(Stored data)
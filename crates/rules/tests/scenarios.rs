//! End-to-end evaluation scenarios against the in-memory store.

use std::sync::Arc;

use attackwatch_core::{
    AttackEvent, AttackRef, DetailMap, DetailValue, GeoLocation, NotificationRule, RuleInput,
    MATCHED_COUNT_KEY,
};
use attackwatch_rules::{
    EventStore, MemoryStore, NotificationStore, PassRunner, RuleEvaluator, RuleStore,
};
use chrono::{DateTime, Duration, Utc};
use uuid::Uuid;

fn attack(severity: i32, src: &str, dst: &str, ts: DateTime<Utc>) -> AttackEvent {
    let loc = |country: &str| GeoLocation {
        latitude: 40.7,
        longitude: -74.0,
        country: country.to_string(),
    };
    AttackEvent {
        id: Uuid::new_v4(),
        attack_type: "DDoS".to_string(),
        severity,
        source: loc(src),
        destination: loc(dst),
        timestamp: ts,
        extra: DetailMap::new(),
    }
}

fn rule(yaml: &str) -> RuleInput {
    serde_yaml::from_str(yaml).unwrap()
}

async fn seeded(rules: &[&str], now: DateTime<Utc>) -> Arc<MemoryStore> {
    let store = Arc::new(MemoryStore::new());
    let events: Vec<AttackEvent> = [8, 9, 10]
        .into_iter()
        .map(|s| attack(s, "USA", "Germany", now - Duration::minutes(2)))
        .collect();
    store.insert_many(&events).await.unwrap();
    for yaml in rules {
        store
            .create(NotificationRule::from_input(rule(yaml), now))
            .await
            .unwrap();
    }
    store
}

fn runner(store: &Arc<MemoryStore>) -> PassRunner {
    PassRunner::new(RuleEvaluator::new(
        store.clone(),
        store.clone(),
        store.clone(),
    ))
}

#[tokio::test]
async fn ddos_per_event_then_rerun() {
    let now = Utc::now();
    let store = seeded(
        &["{name: ddos, attack_type: DDoS, country: USA, min_severity: 8, cooldown_minutes: 0}"],
        now,
    )
    .await;
    let runner = runner(&store);

    let first = runner.run_evaluation_pass(now).await.unwrap();
    let second = runner
        .run_evaluation_pass(now + Duration::seconds(30))
        .await
        .unwrap();

    assert_eq!(first.notifications_created, 3);
    assert_eq!(second.notifications_created, 0);
    assert_eq!(store.list(Some("ddos"), 100).await.unwrap().len(), 3);
}

#[tokio::test]
async fn ddos_volume_reports_matched_count() {
    let now = Utc::now();
    let store = seeded(
        &["{name: ddos-volume, attack_type: DDoS, country: USA, min_severity: 8, threshold_count: 3}"],
        now,
    )
    .await;

    let summary = runner(&store).run_evaluation_pass(now).await.unwrap();
    assert_eq!(summary.notifications_created, 1);

    let listed = store.list(None, 100).await.unwrap();
    assert_eq!(listed[0].attack_id, AttackRef::Volume);
    assert_eq!(listed[0].details[MATCHED_COUNT_KEY], DetailValue::Integer(3));
    assert_eq!(
        serde_json::to_value(&listed[0].attack_id).unwrap(),
        serde_json::json!("threshold")
    );
}

#[tokio::test]
async fn destination_country_matches() {
    let now = Utc::now();
    let store = seeded(&["{name: germany, country: Germany}"], now).await;

    let summary = runner(&store).run_evaluation_pass(now).await.unwrap();
    assert_eq!(summary.notifications_created, 3);
}

#[tokio::test]
async fn concurrent_passes_do_not_duplicate() {
    let now = Utc::now();
    let store = seeded(
        &[
            "{name: per-event, attack_type: DDoS}",
            "{name: volume, threshold_count: 2}",
        ],
        now,
    )
    .await;

    // Separate runners share no mutex, like two server processes.
    let a = runner(&store);
    let b = runner(&store);
    let (ra, rb) = tokio::join!(a.run_evaluation_pass(now), b.run_evaluation_pass(now));
    let total = ra.unwrap().notifications_created + rb.unwrap().notifications_created;

    assert_eq!(total, 4);
    assert_eq!(store.list(Some("per-event"), 100).await.unwrap().len(), 3);
    assert_eq!(store.list(Some("volume"), 100).await.unwrap().len(), 1);
}

#[tokio::test]
async fn cooldown_window_end_to_end() {
    let now = Utc::now();
    let store = seeded(&["{name: vol, threshold_count: 1, cooldown_minutes: 10}"], now).await;
    let runner = runner(&store);

    let counts = [
        (now, 1),
        (now + Duration::minutes(5), 0),
        (now + Duration::minutes(11), 1),
    ];
    for (at, expected) in counts {
        let summary = runner.run_evaluation_pass(at).await.unwrap();
        assert_eq!(summary.notifications_created, expected, "pass at {at}");
    }
}
//! Per-rule cooldown gate.

use chrono::{DateTime, Duration, Utc};

use attackwatch_core::NotificationRule;

use crate::error::ConfigurationError;

/// Whether a rule may be evaluated at a given instant.
#[derive(Debug, Clone, Copy, PartialEq, Eq)]
pub enum CooldownState {
    Ready,
    /// Skipped until `until` (exclusive).
    Cooling { until: DateTime<Utc> },
}

/// Check a rule's cooldown at `now`.
///
/// A rule that never fired is always ready. Otherwise it is cooling while
/// `now < last_triggered_at + cooldown`, with the cooldown defaulting to
/// [`attackwatch_core::DEFAULT_COOLDOWN_MINUTES`] when unset.
pub fn cooldown_state(
    rule: &NotificationRule,
    now: DateTime<Utc>,
) -> Result<CooldownState, ConfigurationError> {
    let minutes = rule.effective_cooldown_minutes();
    if minutes < 0 {
        return Err(ConfigurationError::NegativeCooldown(minutes));
    }

    let Some(last) = rule.last_triggered_at else {
        return Ok(CooldownState::Ready);
    };

    let until = last
        .checked_add_signed(Duration::minutes(i64::from(minutes)))
        .ok_or(ConfigurationError::TimeOutOfRange {
            field: "cooldown_minutes",
            minutes,
        })?;

    if now < until {
        Ok(CooldownState::Cooling { until })
    } else {
        Ok(CooldownState::Ready)
    }
}

#[cfg(test)]
mod tests {
    use super::*;
    use uuid::Uuid;

    fn rule(last: Option<DateTime<Utc>>, cooldown: Option<i32>) -> NotificationRule {
        NotificationRule {
            id: Uuid::new_v4(),
            name: "cooldown".into(),
            attack_type: None,
            country: None,
            min_severity: None,
            max_severity: None,
            active: true,
            threshold_count: None,
            time_window_minutes: None,
            cooldown_minutes: cooldown,
            last_triggered_at: last,
            created_at: Utc::now(),
        }
    }

    #[test]
    fn never_triggered_is_ready() {
        assert_eq!(
            cooldown_state(&rule(None, Some(60)), Utc::now()),
            Ok(CooldownState::Ready)
        );
    }

    #[test]
    fn cooling_inside_window_ready_after() {
        let t0 = Utc::now();
        let r = rule(Some(t0), Some(10));

        assert_eq!(
            cooldown_state(&r, t0 + Duration::minutes(5)),
            Ok(CooldownState::Cooling {
                until: t0 + Duration::minutes(10)
            })
        );
        // The end of the window is no longer cooling.
        assert_eq!(
            cooldown_state(&r, t0 + Duration::minutes(10)),
            Ok(CooldownState::Ready)
        );
        assert_eq!(
            cooldown_state(&r, t0 + Duration::minutes(11)),
            Ok(CooldownState::Ready)
        );
    }

    #[test]
    fn unset_cooldown_defaults_to_ten_minutes() {
        let t0 = Utc::now();
        let r = rule(Some(t0), None);
        assert!(matches!(
            cooldown_state(&r, t0 + Duration::minutes(9)),
            Ok(CooldownState::Cooling { .. })
        ));
        assert_eq!(
            cooldown_state(&r, t0 + Duration::minutes(10)),
            Ok(CooldownState::Ready)
        );
    }

    #[test]
    fn zero_cooldown_never_blocks() {
        let t0 = Utc::now();
        assert_eq!(
            cooldown_state(&rule(Some(t0), Some(0)), t0),
            Ok(CooldownState::Ready)
        );
    }

    #[test]
    fn negative_cooldown_is_configuration_error() {
        assert_eq!(
            cooldown_state(&rule(None, Some(-3)), Utc::now()),
            Err(ConfigurationError::NegativeCooldown(-3))
        );
    }
}
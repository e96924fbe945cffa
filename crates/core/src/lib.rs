pub mod attack;
pub mod config;
pub mod error;
pub mod notification;
pub mod rule;
pub mod value;

pub use attack::*;
pub use config::Config;
pub use error::*;
pub use notification::*;
pub use rule::*;
pub use value::*;
use sqlx::postgres::PgPoolOptions;
use sqlx::PgPool;
use tracing::{info, warn};

use attackwatch_core::config::PostgresConfig;

/// Create a PostgreSQL connection pool and run migrations.
/// Returns None if PG_USERNAME is not configured or the database is unreachable.
pub async fn init_pg_pool(config: &PostgresConfig) -> Option<PgPool> {
    if !config.is_configured() {
        warn!("PG_USERNAME not configured, using the in-memory store");
        return None;
    }

    let pool = PgPoolOptions::new()
        .max_connections(config.max_connections)
        .connect(&config.connection_string())
        .await;

    match pool {
        Ok(pool) => {
            info!("PostgreSQL connected: {}:{}/{}", config.host, config.port, config.database);
            match sqlx::migrate!("../../migrations").run(&pool).await {
                Ok(_) => {
                    info!("Database migrations applied successfully");
                    Some(pool)
                }
                Err(e) => {
                    warn!("Failed to run migrations: {}, using the in-memory store", e);
                    None
                }
            }
        }
        Err(e) => {
            warn!("Failed to connect to PostgreSQL: {}, using the in-memory store", e);
            None
        }
    }
}
//! Notification listing endpoint.

use std::sync::Arc;

use axum::extract::rejection::QueryRejection;
use axum::extract::{Query, State};
use axum::Json;
use serde::Deserialize;

use attackwatch_core::Notification;

use crate::state::AppState;

use super::{bad_request, check_limit, store_error, ApiResult};

const DEFAULT_LIMIT: i64 = 100;

/// Query parameters for GET /api/notifications.
#[derive(Debug, Deserialize, utoipa::IntoParams)]
#[into_params(parameter_in = Query)]
pub struct NotificationParams {
    /// Only notifications raised by this rule name.
    pub rule_name: Option<String>,
    /// Maximum entries (default 100, 1..=1000).
    pub limit: Option<i64>,
}

/// Raised notifications, newest first.
#[utoipa::path(
    get,
    path = "/api/notifications",
    tag = "Notifications",
    params(NotificationParams),
    responses(
        (status = 200, description = "Notifications", body = Vec<Object>),
        (status = 400, description = "Limit out of range", body = super::ErrorResponse)
    )
)]
pub async fn list_notifications(
    State(state): State<Arc<AppState>>,
    params: Result<Query<NotificationParams>, QueryRejection>,
) -> ApiResult<Json<Vec<Notification>>> {
    let Query(params) = params.map_err(|e| bad_request(e.body_text()))?;
    let limit = check_limit(params.limit, DEFAULT_LIMIT)?;
    let rule_name = params
        .rule_name
        .as_deref()
        .map(str::trim)
        .filter(|s| !s.is_empty());

    state
        .stores
        .notifications
        .list(rule_name, limit)
        .await
        .map(Json)
        .map_err(store_error)
}

#[cfg(test)]
mod tests {
    use axum::http::StatusCode;
    use chrono::{Duration, Utc};
    use uuid::Uuid;

    use attackwatch_core::{AttackRef, DetailMap, DetailValue, Notification, MATCHED_COUNT_KEY};

    use crate::api::test_support::{request_json, test_app};

    #[tokio::test]
    async fn lists_newest_first_with_filter() {
        let (app, state) = test_app();
        let now = Utc::now();
        let mut details = DetailMap::new();
        details.insert(MATCHED_COUNT_KEY.into(), DetailValue::Integer(12));

        let older = Notification::new("a", AttackRef::Attack(Uuid::new_v4()), now - Duration::minutes(5), DetailMap::new());
        let newer = Notification::new("b", AttackRef::Volume, now, details);
        for n in [&older, &newer] {
            state.stores.notifications.insert(n).await.unwrap();
        }

        let (status, body) = request_json(&app, "GET", "/api/notifications", None).await;
        assert_eq!(status, StatusCode::OK);
        let items = body.as_array().unwrap();
        assert_eq!(items.len(), 2);
        assert_eq!(items[0]["rule_name"], "b");
        assert_eq!(items[0]["attack_id"], "threshold");
        assert_eq!(items[0]["details"]["matched_count"]["value"], 12);

        let (_, body) = request_json(&app, "GET", "/api/notifications?rule_name=a", None).await;
        assert_eq!(body.as_array().unwrap().len(), 1);
        assert_eq!(body[0]["attack_id"], older.attack_id.to_string());

        let (status, _) = request_json(&app, "GET", "/api/notifications?limit=0", None).await;
        assert_eq!(status, StatusCode::BAD_REQUEST);
    }
}
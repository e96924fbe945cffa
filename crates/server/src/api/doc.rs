//! OpenAPI documentation aggregator.
//!
//! Collects all `#[utoipa::path]`-annotated handlers and `ToSchema`-derived
//! types into a single OpenAPI document, served via Scalar UI at `/docs`.

use utoipa::OpenApi;

#[derive(OpenApi)]
#[openapi(
    info(
        title = "attackwatch API",
        version = "0.1.0",
        description = "Recorded cyber attacks, notification rules and the notifications they raise.",
    ),
    tags(
        (name = "Health", description = "Server liveness"),
        (name = "Attacks", description = "Attack listing, recent feed, map data and statistics"),
        (name = "Rules", description = "Notification rule CRUD, audit log and on-demand evaluation"),
        (name = "Notifications", description = "Raised notifications"),
    ),
    paths(
        crate::api::health::health,
        crate::api::attacks::list_attacks,
        crate::api::attacks::recent_attacks,
        crate::api::attacks::visualization_data,
        crate::api::attacks::statistics,
        crate::api::rules::list_rules,
        crate::api::rules::create_rule,
        crate::api::rules::get_rule,
        crate::api::rules::update_rule,
        crate::api::rules::delete_rule,
        crate::api::rules::rule_log,
        crate::api::rules::evaluate_rules,
        crate::api::notifications::list_notifications,
    ),
    components(schemas(
        crate::api::ErrorResponse,
        crate::api::health::HealthResponse,
        crate::api::attacks::AttackListResponse,
        crate::api::attacks::RecentAttacksResponse,
        crate::api::attacks::FeatureCollection,
        crate::api::attacks::Feature,
        crate::api::attacks::PointGeometry,
        crate::api::attacks::FeatureProperties,
    ))
)]
pub struct ApiDoc;
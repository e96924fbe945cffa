//! Server startup: shared state initialization and rule seeding.

use std::sync::Arc;

use chrono::Utc;
use tracing::{info, warn};

use attackwatch_core::Config;
use attackwatch_rules::{load_rule_inputs, seed_rules, SeedReport};

use crate::generator::generate_attacks;
use crate::state::{AppState, Stores};

/// Connect the stores, build `AppState` and seed rules from the configured file.
pub async fn build_app_state(config: Config) -> anyhow::Result<Arc<AppState>> {
    let stores = Stores::connect(&config.postgres).await;
    info!(store = stores.backend, "stores ready");

    let state = Arc::new(AppState::new(config, stores));
    seed_from_config(&state).await?;
    Ok(state)
}

/// Load `RULES_SEED_FILE` into the rule store. A missing or unreadable file
/// is logged and ignored; store failures are returned.
pub async fn seed_from_config(state: &AppState) -> anyhow::Result<Option<SeedReport>> {
    let Some(path) = state.config.seed.rules_file.as_deref() else {
        return Ok(None);
    };

    let inputs = match load_rule_inputs(path) {
        Ok(inputs) => inputs,
        Err(e) => {
            warn!(path = %path.display(), error = %e, "could not read rule seed file");
            return Ok(None);
        }
    };

    let report = seed_rules(state.stores.rules.as_ref(), inputs, Utc::now()).await?;
    info!(
        path = %path.display(),
        created = report.created.len(),
        skipped = report.skipped.len(),
        "rule seeding complete"
    );
    Ok(Some(report))
}

/// Insert `count` synthetic attacks, returning how many were stored.
pub async fn generate_into(state: &AppState, count: usize) -> anyhow::Result<usize> {
    let attacks = generate_attacks(count, Utc::now(), &mut rand::thread_rng());
    let inserted = state.stores.events.insert_many(&attacks).await?;
    info!(requested = count, inserted, "synthetic attacks generated");
    Ok(inserted)
}
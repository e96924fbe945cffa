//! In-memory store backing all three store traits.
//!
//! Used when no database is configured and throughout the tests. Each
//! collection sits behind its own `tokio::sync::RwLock`; the cooldown
//! compare-and-set and the dedup-aware insert happen under a single write
//! guard, so they are atomic with respect to other callers.

use std::collections::BTreeMap;

use async_trait::async_trait;
use chrono::{DateTime, Utc};
use tokio::sync::RwLock;

use attackwatch_core::{
    AttackEvent, AttackRef, Notification, NotificationRule, RuleId, RuleInput,
};

use crate::predicate::AttackPredicate;
use crate::store::{AttackPage, EventStore, NotificationStore, RuleStore, StoreResult};

#[derive(Default)]
pub struct MemoryStore {
    events: RwLock<Vec<AttackEvent>>,
    rules: RwLock<BTreeMap<RuleId, NotificationRule>>,
    notifications: RwLock<Vec<Notification>>,
}

impl MemoryStore {
    pub fn new() -> Self {
        Self::default()
    }

    /// Number of stored notifications.
    pub async fn notification_count(&self) -> usize {
        self.notifications.read().await.len()
    }
}

#[async_trait]
impl EventStore for MemoryStore {
    async fn find(&self, predicate: &AttackPredicate) -> StoreResult<Vec<AttackEvent>> {
        let events = self.events.read().await;
        Ok(events
            .iter()
            .filter(|e| predicate.matches(e))
            .cloned()
            .collect())
    }

    async fn page(
        &self,
        predicate: &AttackPredicate,
        offset: usize,
        limit: usize,
    ) -> StoreResult<AttackPage> {
        let events = self.events.read().await;
        let mut matched: Vec<&AttackEvent> =
            events.iter().filter(|e| predicate.matches(e)).collect();
        matched.sort_by(|a, b| b.timestamp.cmp(&a.timestamp));

        Ok(AttackPage {
            total: matched.len(),
            items: matched
                .into_iter()
                .skip(offset)
                .take(limit)
                .cloned()
                .collect(),
        })
    }

    async fn insert_many(&self, new_events: &[AttackEvent]) -> StoreResult<usize> {
        let mut events = self.events.write().await;
        events.extend_from_slice(new_events);
        Ok(new_events.len())
    }
}

#[async_trait]
impl RuleStore for MemoryStore {
    async fn list_active(&self) -> StoreResult<Vec<NotificationRule>> {
        let rules = self.rules.read().await;
        Ok(rules.values().filter(|r| r.active).cloned().collect())
    }

    async fn update_last_triggered(
        &self,
        rule_id: RuleId,
        expected: Option<DateTime<Utc>>,
        at: DateTime<Utc>,
    ) -> StoreResult<bool> {
        let mut rules = self.rules.write().await;
        match rules.get_mut(&rule_id) {
            Some(rule) if rule.last_triggered_at == expected => {
                rule.last_triggered_at = Some(at);
                Ok(true)
            }
            _ => Ok(false),
        }
    }

    async fn release_last_triggered(
        &self,
        rule_id: RuleId,
        claimed: DateTime<Utc>,
        previous: Option<DateTime<Utc>>,
    ) -> StoreResult<bool> {
        let mut rules = self.rules.write().await;
        match rules.get_mut(&rule_id) {
            Some(rule) if rule.last_triggered_at == Some(claimed) => {
                rule.last_triggered_at = previous;
                Ok(true)
            }
            _ => Ok(false),
        }
    }

    async fn list_all(&self) -> StoreResult<Vec<NotificationRule>> {
        let rules = self.rules.read().await;
        let mut all: Vec<NotificationRule> = rules.values().cloned().collect();
        all.sort_by(|a, b| b.created_at.cmp(&a.created_at));
        Ok(all)
    }

    async fn get(&self, rule_id: RuleId) -> StoreResult<Option<NotificationRule>> {
        Ok(self.rules.read().await.get(&rule_id).cloned())
    }

    async fn create(&self, rule: NotificationRule) -> StoreResult<NotificationRule> {
        self.rules.write().await.insert(rule.id, rule.clone());
        Ok(rule)
    }

    async fn update(
        &self,
        rule_id: RuleId,
        input: RuleInput,
    ) -> StoreResult<Option<NotificationRule>> {
        let mut rules = self.rules.write().await;
        Ok(rules.get_mut(&rule_id).map(|rule| {
            rule.apply(input);
            rule.clone()
        }))
    }

    async fn delete(&self, rule_id: RuleId) -> StoreResult<bool> {
        Ok(self.rules.write().await.remove(&rule_id).is_some())
    }
}

#[async_trait]
impl NotificationStore for MemoryStore {
    async fn exists(&self, rule_name: &str, attack_id: &AttackRef) -> StoreResult<bool> {
        let notifications = self.notifications.read().await;
        Ok(notifications
            .iter()
            .any(|n| n.rule_name == rule_name && &n.attack_id == attack_id))
    }

    async fn insert(&self, notification: &Notification) -> StoreResult<bool> {
        let mut notifications = self.notifications.write().await;
        if notification.attack_id != AttackRef::Volume
            && notifications.iter().any(|n| {
                n.rule_name == notification.rule_name && n.attack_id == notification.attack_id
            })
        {
            return Ok(false);
        }
        notifications.push(notification.clone());
        Ok(true)
    }

    async fn list(
        &self,
        rule_name: Option<&str>,
        limit: usize,
    ) -> StoreResult<Vec<Notification>> {
        let notifications = self.notifications.read().await;
        let mut selected: Vec<Notification> = notifications
            .iter()
            .filter(|n| rule_name.map_or(true, |name| n.rule_name == name))
            .cloned()
            .collect();
        selected.sort_by(|a, b| b.triggered_at.cmp(&a.triggered_at));
        selected.truncate(limit);
        Ok(selected)
    }
}
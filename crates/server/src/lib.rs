//! HTTP API, Postgres stores and background evaluation for attackwatch.

pub mod api;
pub mod cli;
pub mod db;
pub mod generator;
pub mod pg_store;
pub mod router;
pub mod rule_runner;
pub mod startup;
pub mod state;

DIRECTIONS — From the records above, reproduce exactly the lines from the one with "for (at, expected)" to the one with "is cooling while", both included, and no others.

TASK SOLUTION —
    for (at, expected) in counts {
        let summary = runner.run_evaluation_pass(at).await.unwrap();
        assert_eq!(summary.notifications_created, expected, "pass at {at}");
    }
}
//! Per-rule cooldown gate.

use chrono::{DateTime, Duration, Utc};

use attackwatch_core::NotificationRule;

use crate::error::ConfigurationError;

/// Whether a rule may be evaluated at a given instant.
#[derive(Debug, Clone, Copy, PartialEq, Eq)]
pub enum CooldownState {
    Ready,
    /// Skipped until `until` (exclusive).
    Cooling { until: DateTime<Utc> },
}

/// Check a rule's cooldown at `now`.
///
/// A rule that never fired is always ready. Otherwise it is cooling while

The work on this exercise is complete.